Un modèle à imaginer : le nouveau rôle de l'automobile

Un modèle à imaginer : le nouveau rôle de l'automobile

– La perte du statut de besoin fondamental pour la voiture ? – S'il est probable que le monde de demain n'ôtera pas le statut de besoin fondamental aux transports, y parviendra-t-il pour l'automobile ?
À l'ère de la dématérialisation des échanges et de la tertiarisation de l'économie, l'humanité est à un carrefour de son histoire. Des progrès techniques à la volonté humaine, des besoins collectifs aux aspirations individuelles, de l'économie à l'écologie, tous les feux passent au vert pour rendre les déplacements professionnels optionnels dans un futur proche. Vider les routes de millions de travailleurs permettrait de leur donner un nouveau souffle 1502120941316.
L'article L. 101-2 du Code de l'urbanisme anticipe cette évolution. La « diminution des obligations de déplacements motorisés » permettra d'appréhender la voiture autrement (Sous-section I). Le « développement des transports alternatifs à l'usage individuel de l'automobile » conditionne néanmoins la réussite de ce pari (Sous-section II).

La voiture autrement

Les journaux foisonnent d'articles relatifs aux voitures autonomes. Des milliers de brevets sont déposés sur le sujet, démontrant la proximité du jour où ces véhicules seront commercialisés. Il apparaît évident que l'automobile « nouvelle génération » apportera un confort rapprochant le trajet en voiture du loisir (§ I). La révolution attendue dépendra en outre de la diminution sensible du nombre de véhicules en circulation (§ II).

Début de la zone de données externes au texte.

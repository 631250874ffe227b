use shadow_rs::shadow;

shadow!(build);

// Internals
// ---------
pub mod heap_primitives;

// Search space and problems
// -------------------------
pub mod problem;
pub mod search;
pub mod space;

// Problems
// --------
pub mod problems;

// Algorithms
// ----------
pub mod algorithms;

// Grid pathfinding
// ----------------
pub mod pathfinder;
pub mod render;
use std::str::FromStr;

use derive_more::Display;
use nonmax::NonMaxU32;
use thiserror::Error;

use crate::problem::Problem;
use crate::space::Action;
use crate::space::Cost;
use crate::space::Heuristic;
use crate::space::Neighbours;
use crate::space::Space;
use crate::space::State;

const MAX_ELEMENTS_DISPLAYED: usize = 40;
const RANDOM_STATE_MAX_TRIES: usize = 10_000;

pub(crate) type CoordIntrinsic = u32;
pub type Coord = NonMaxU32;

/// A position in the grid, `x` is the column and `y` the row.
#[derive(Copy, Clone, Debug, Display, PartialEq, Eq, Hash)]
#[display("({x},{y})")]
pub struct Cell {
    pub(crate) x: Coord,
    pub(crate) y: Coord,
}

impl Cell {
    pub fn new(x: CoordIntrinsic, y: CoordIntrinsic) -> Option<Cell> {
        Some(Cell {
            x: Coord::new(x)?,
            y: Coord::new(y)?,
        })
    }
    /// Builds a Cell from coordinates that may be negative or too large.
    pub fn new_from_i64(x: i64, y: i64) -> Option<Cell> {
        let x = CoordIntrinsic::try_from(x).ok()?;
        let y = CoordIntrinsic::try_from(y).ok()?;
        Cell::new(x, y)
    }
    pub fn new_from_usize(x: usize, y: usize) -> Option<Cell> {
        let x = CoordIntrinsic::try_from(x).ok()?;
        let y = CoordIntrinsic::try_from(y).ok()?;
        Cell::new(x, y)
    }

    #[inline(always)]
    pub fn x(&self) -> CoordIntrinsic {
        self.x.get()
    }
    #[inline(always)]
    pub fn y(&self) -> CoordIntrinsic {
        self.y.get()
    }

    #[inline(always)]
    pub fn manhattan_distance(&self, other: &Cell) -> CoordIntrinsic {
        self.x().abs_diff(other.x()) + self.y().abs_diff(other.y())
    }

    /// Whether `other` is one orthogonal step away.
    #[inline(always)]
    pub fn is_adjacent(&self, other: &Cell) -> bool {
        self.manhattan_distance(other) == 1
    }
}
impl State for Cell {}

#[derive(Debug, Error, PartialEq, Eq)]
pub enum CellParseError {
    #[error("Expected 'x,y' but found '{0}'")]
    Format(String),
    #[error("Invalid coordinate '{0}'")]
    Coordinate(String),
}

impl FromStr for Cell {
    type Err = CellParseError;

    /// Parses `x,y`, optionally wrapped in parentheses.
    fn from_str(s: &str) -> Result<Self, Self::Err> {
        let trimmed = s.trim().trim_start_matches('(').trim_end_matches(')');
        let (x, y) = trimmed
            .split_once(',')
            .ok_or_else(|| CellParseError::Format(s.to_string()))?;
        let coordinate = |v: &str| {
            v.trim()
                .parse::<CoordIntrinsic>()
                .ok()
                .and_then(Coord::new)
                .ok_or_else(|| CellParseError::Coordinate(v.trim().to_string()))
        };

        Ok(Cell {
            x: coordinate(x)?,
            y: coordinate(y)?,
        })
    }
}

La voiture autonome : la voiture loisir

– La révolution de la voiture autonome. – La voiture autonome apparaîtra bientôt dans nos vies. Qu'y changera-t-elle ? Pour répondre à cette question, prenons un instant les ailes de l'imagination et transportons-nous jusqu'à demain.
Si son efficacité se mesure à un équilibre entre liberté, rapidité, fonctionnalité, coût, sécurité et confort (V. n° ), l'automobile permet assurément de gagner de la marge de manœuvre sur les deux derniers points.
Conçue pour conserver des distances de sécurité, freiner, piler si nécessaire, la voiture autonome est le nec plus ultra de la sécurité routière 1502122901586. Plus qu'aux risques de chocs, les constructeurs apportent toute leur attention à la cybersécurité, conscients qu'un détournement informatique massif permettant de prendre le contrôle des véhicules connectés pourrait entraîner une catastrophe sans précédent.
Le pilote a dans son habitacle un confort équivalent à celui de ses passagers. Dès lors, les constructeurs rivalisent en ingéniosité pour rendre l'habitacle aussi confortable que possible. Au gré du conducteur… et de son budget, la voiture devient un bureau, une salle de jeux ou de télévision, voire une cuisine. Le temps passé dans l'automobile n'est plus du temps perdu sur le reste de la vie du chauffeur.
Il y gagne également en liberté en pouvant rouler de nuit, endormi à son volant, voire en fonctionnalité en choisissant un véhicule adapté aux volumes à transporter.
La véritable révolution de la voiture autonome réside dans le cumul de ces nouveaux avantages.
– Les écueils à éviter. – Le coût du véhicule n'a été une limite que de courte durée. Comme tant de produits avant lui, hors de prix à sa sortie sur le marché, il est entré rapidement dans le budget des masses médianes…
… Mais même l'imagination a ses limites.
Pour dépasser le stade du besoin fondamental et atteindre celui d'un plaisir pur, la voiture autonome devra prosaïquement conserver la faculté de rallier deux points dans un délai raisonnable. À défaut, elle aura perdu un de ses attributs principaux : la rapidité.
Les partisans de la voiture autoconduite la prétendent capable de raréfier les ralentissements, en roulant sur la file de droite sur les autoroutes, en supprimant les à-coups, en respectant les panneaux et les marquages au sol. Il est cependant douteux que ce scénario soit possible si la circulation automobile continue d'augmenter comme elle le fait depuis des décennies.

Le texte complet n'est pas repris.